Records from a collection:
- - - - -

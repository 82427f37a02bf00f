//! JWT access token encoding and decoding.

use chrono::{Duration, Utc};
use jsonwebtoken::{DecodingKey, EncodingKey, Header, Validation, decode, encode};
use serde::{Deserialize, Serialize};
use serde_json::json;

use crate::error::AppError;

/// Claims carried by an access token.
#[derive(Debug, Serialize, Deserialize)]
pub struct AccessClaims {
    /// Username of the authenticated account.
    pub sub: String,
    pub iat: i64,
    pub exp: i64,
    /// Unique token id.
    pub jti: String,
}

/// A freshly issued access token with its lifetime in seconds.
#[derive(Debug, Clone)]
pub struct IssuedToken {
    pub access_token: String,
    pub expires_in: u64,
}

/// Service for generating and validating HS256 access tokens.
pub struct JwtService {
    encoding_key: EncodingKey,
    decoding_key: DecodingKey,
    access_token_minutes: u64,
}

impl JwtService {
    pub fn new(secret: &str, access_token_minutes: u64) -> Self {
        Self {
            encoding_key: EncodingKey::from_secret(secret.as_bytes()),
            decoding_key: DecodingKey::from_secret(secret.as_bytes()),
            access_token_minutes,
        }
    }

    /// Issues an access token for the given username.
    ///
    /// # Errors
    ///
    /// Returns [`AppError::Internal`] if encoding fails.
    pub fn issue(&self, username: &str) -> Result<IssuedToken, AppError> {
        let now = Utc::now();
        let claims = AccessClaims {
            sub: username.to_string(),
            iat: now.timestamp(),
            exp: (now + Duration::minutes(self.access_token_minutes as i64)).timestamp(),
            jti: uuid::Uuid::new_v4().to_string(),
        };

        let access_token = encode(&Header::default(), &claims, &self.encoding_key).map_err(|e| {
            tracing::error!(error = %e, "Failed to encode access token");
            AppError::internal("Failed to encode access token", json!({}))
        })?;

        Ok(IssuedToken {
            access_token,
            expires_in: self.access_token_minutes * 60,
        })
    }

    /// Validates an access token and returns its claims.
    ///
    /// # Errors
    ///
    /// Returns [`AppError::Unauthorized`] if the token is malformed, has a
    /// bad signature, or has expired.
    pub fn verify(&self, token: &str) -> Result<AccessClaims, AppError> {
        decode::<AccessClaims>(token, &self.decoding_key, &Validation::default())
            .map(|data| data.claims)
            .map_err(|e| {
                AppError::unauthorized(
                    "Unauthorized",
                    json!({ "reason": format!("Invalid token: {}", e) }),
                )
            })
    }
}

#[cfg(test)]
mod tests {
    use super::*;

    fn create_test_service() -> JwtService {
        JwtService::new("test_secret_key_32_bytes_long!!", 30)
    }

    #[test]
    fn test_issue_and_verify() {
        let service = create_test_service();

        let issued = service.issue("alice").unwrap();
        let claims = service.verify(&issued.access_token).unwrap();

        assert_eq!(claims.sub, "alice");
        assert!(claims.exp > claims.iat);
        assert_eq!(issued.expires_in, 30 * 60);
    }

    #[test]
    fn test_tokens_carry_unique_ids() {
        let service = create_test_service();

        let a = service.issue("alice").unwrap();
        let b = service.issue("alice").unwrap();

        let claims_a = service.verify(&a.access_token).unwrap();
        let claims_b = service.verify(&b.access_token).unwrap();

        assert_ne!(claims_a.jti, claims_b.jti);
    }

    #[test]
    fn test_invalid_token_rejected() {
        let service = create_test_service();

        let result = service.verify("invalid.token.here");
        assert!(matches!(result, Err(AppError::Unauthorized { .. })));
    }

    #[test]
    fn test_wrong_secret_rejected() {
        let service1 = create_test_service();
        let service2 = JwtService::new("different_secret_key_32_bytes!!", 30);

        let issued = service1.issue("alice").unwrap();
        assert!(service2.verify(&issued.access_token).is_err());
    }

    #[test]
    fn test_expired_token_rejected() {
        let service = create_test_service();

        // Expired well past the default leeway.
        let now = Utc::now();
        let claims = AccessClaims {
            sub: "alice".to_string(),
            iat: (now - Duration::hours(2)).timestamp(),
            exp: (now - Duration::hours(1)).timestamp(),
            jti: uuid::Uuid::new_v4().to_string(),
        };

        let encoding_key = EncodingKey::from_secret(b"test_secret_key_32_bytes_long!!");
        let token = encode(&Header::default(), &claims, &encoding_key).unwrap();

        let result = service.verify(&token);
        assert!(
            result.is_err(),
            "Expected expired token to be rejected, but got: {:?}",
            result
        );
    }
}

- - - - -

TASK DETAILS.
Repeat each record in full; every line must match exactly.

EXERCISE ANSWER.
repository 82427f37a02bf00f
//! JWT access token encoding and decoding.

use chrono::{Duration, Utc};
use jsonwebtoken::{DecodingKey, EncodingKey, Header, Validation, decode, encode};
use serde::{Deserialize, Serialize};
use serde_json::json;

use crate::error::AppError;

/// Claims carried by an access token.
#[derive(Debug, Serialize, Deserialize)]
pub struct AccessClaims {
    /// Username of the authenticated account.
    pub sub: String,
    pub iat: i64,
    pub exp: i64,
    /// Unique token id.
    pub jti: String,
}

/// A freshly issued access token with its lifetime in seconds.
#[derive(Debug, Clone)]
pub struct IssuedToken {
    pub access_token: String,
    pub expires_in: u64,
}

/// Service for generating and validating HS256 access tokens.
pub struct JwtService {
    encoding_key: EncodingKey,
    decoding_key: DecodingKey,
    access_token_minutes: u64,
}

impl JwtService {
    pub fn new(secret: &str, access_token_minutes: u64) -> Self {
        Self {
            encoding_key: EncodingKey::from_secret(secret.as_bytes()),
            decoding_key: DecodingKey::from_secret(secret.as_bytes()),
            access_token_minutes,
        }
    }

    /// Issues an access token for the given username.
    ///
    /// # Errors
    ///
    /// Returns [`AppError::Internal`] if encoding fails.
    pub fn issue(&self, username: &str) -> Result<IssuedToken, AppError> {
        let now = Utc::now();
        let claims = AccessClaims {
            sub: username.to_string(),
            iat: now.timestamp(),
            exp: (now + Duration::minutes(self.access_token_minutes as i64)).timestamp(),
            jti: uuid::Uuid::new_v4().to_string(),
        };

        let access_token = encode(&Header::default(), &claims, &self.encoding_key).map_err(|e| {
            tracing::error!(error = %e, "Failed to encode access token");
            AppError::internal("Failed to encode access token", json!({}))
        })?;

        Ok(IssuedToken {
            access_token,
            expires_in: self.access_token_minutes * 60,
        })
    }

    /// Validates an access token and returns its claims.
    ///
    /// # Errors
    ///
    /// Returns [`AppError::Unauthorized`] if the token is malformed, has a
    /// bad signature, or has expired.
    pub fn verify(&self, token: &str) -> Result<AccessClaims, AppError> {
        decode::<AccessClaims>(token, &self.decoding_key, &Validation::default())
            .map(|data| data.claims)
            .map_err(|e| {
                AppError::unauthorized(
                    "Unauthorized",
                    json!({ "reason": format!("Invalid token: {}", e) }),
                )
            })
    }
}

#[cfg(test)]
mod tests {
    use super::*;

    fn create_test_service() -> JwtService {
        JwtService::new("test_secret_key_32_bytes_long!!", 30)
    }

    #[test]
    fn test_issue_and_verify() {
        let service = create_test_service();

        let issued = service.issue("alice").unwrap();
        let claims = service.verify(&issued.access_token).unwrap();

        assert_eq!(claims.sub, "alice");
        assert!(claims.exp > claims.iat);
        assert_eq!(issued.expires_in, 30 * 60);
    }

    #[test]
    fn test_tokens_carry_unique_ids() {
        let service = create_test_service();

        let a = service.issue("alice").unwrap();
        let b = service.issue("alice").unwrap();

        let claims_a = service.verify(&a.access_token).unwrap();
        let claims_b = service.verify(&b.access_token).unwrap();

        assert_ne!(claims_a.jti, claims_b.jti);
    }

    #[test]
    fn test_invalid_token_rejected() {
        let service = create_test_service();

        let result = service.verify("invalid.token.here");
        assert!(matches!(result, Err(AppError::Unauthorized { .. })));
    }

    #[test]
    fn test_wrong_secret_rejected() {
        let service1 = create_test_service();
        let service2 = JwtService::new("different_secret_key_32_bytes!!", 30);

        let issued = service1.issue("alice").unwrap();
        assert!(service2.verify(&issued.access_token).is_err());
    }

    #[test]
    fn test_expired_token_rejected() {
        let service = create_test_service();

        // Expired well past the default leeway.
        let now = Utc::now();
        let claims = AccessClaims {
            sub: "alice".to_string(),
            iat: (now - Duration::hours(2)).timestamp(),
            exp: (now - Duration::hours(1)).timestamp(),
            jti: uuid::Uuid::new_v4().to_string(),
        };

        let encoding_key = EncodingKey::from_secret(b"test_secret_key_32_bytes_long!!");
        let token = encode(&Header::default(), &claims, &encoding_key).unwrap();

        let result = service.verify(&token);
        assert!(
            result.is_err(),
            "Expected expired token to be rejected, but got: {:?}",
            result
        );
    }
}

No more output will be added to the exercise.